= Beginning of Section =

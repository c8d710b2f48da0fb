//! Observability samples and the sinks they are reported to.
//!
//! Samples are recorded on the [`Ctx`](crate::ctx::Ctx) while an operation runs and handed to the
//! [`Telemetry`] sink only after the unit of work commits, so a rolled-back operation never
//! reports.

use std::fmt::Display;

use liquidstake_primitives::types::ChainId;
use prometheus::{register_gauge_vec_with_registry, GaugeVec, Registry};

/// The gauges reported by the engine.
#[derive(Debug, Clone, Copy, PartialEq, Eq, Hash)]
pub enum Gauge {
    /// The exchange rate of a host chain.
    CValue,

    /// Whether a host chain is active: `1` or `0`.
    Active,
}

impl Display for Gauge {
    fn fmt(&self, f: &mut std::fmt::Formatter<'_>) -> std::fmt::Result {
        match self {
            Gauge::CValue => write!(f, "c_value"),
            Gauge::Active => write!(f, "active"),
        }
    }
}

/// A single gauge reading for one chain.
#[derive(Debug, Clone, PartialEq)]
pub struct GaugeSample {
    /// The gauge being set.
    pub gauge: Gauge,

    /// The chain the reading belongs to.
    pub chain_id: ChainId,

    /// The reading.
    pub value: f64,
}

/// A sink for gauge samples.
pub trait Telemetry: Send + Sync {
    /// Sets `sample.gauge` for `sample.chain_id` to `sample.value`.
    fn set_gauge(&self, sample: &GaugeSample);
}

/// A sink that drops every sample.
#[derive(Debug, Clone, Copy, Default)]
pub struct NoopTelemetry;

impl Telemetry for NoopTelemetry {
    fn set_gauge(&self, _sample: &GaugeSample) {}
}

/// A sink that exports samples as prometheus gauges labelled by chain id.
#[derive(Debug, Clone)]
pub struct PrometheusTelemetry {
    c_value: GaugeVec,
    active: GaugeVec,
}

impl PrometheusTelemetry {
    /// Registers the engine's gauges with `registry`.
    pub fn new(registry: &Registry) -> Result<Self, prometheus::Error> {
        Ok(Self {
            c_value: register_gauge_vec_with_registry!(
                "liquidstake_c_value",
                "Exchange rate of minted receipt tokens to backing, by host chain",
                &["chain_id"],
                registry,
            )?,
            active: register_gauge_vec_with_registry!(
                "liquidstake_active",
                "Whether the host chain accepts new operations, by host chain",
                &["chain_id"],
                registry,
            )?,
        })
    }
}

impl Telemetry for PrometheusTelemetry {
    fn set_gauge(&self, sample: &GaugeSample) {
        let vec = match sample.gauge {
            Gauge::CValue => &self.c_value,
            Gauge::Active => &self.active,
        };

        vec.with_label_values(&[sample.chain_id.as_str()])
            .set(sample.value);
    }
}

= End of Section =

WHAT YOU WILL DO
Among the entries above, how many lines include the word "Copy"? Reply with the number only.

SOLUTION TO THE EXERCISE
2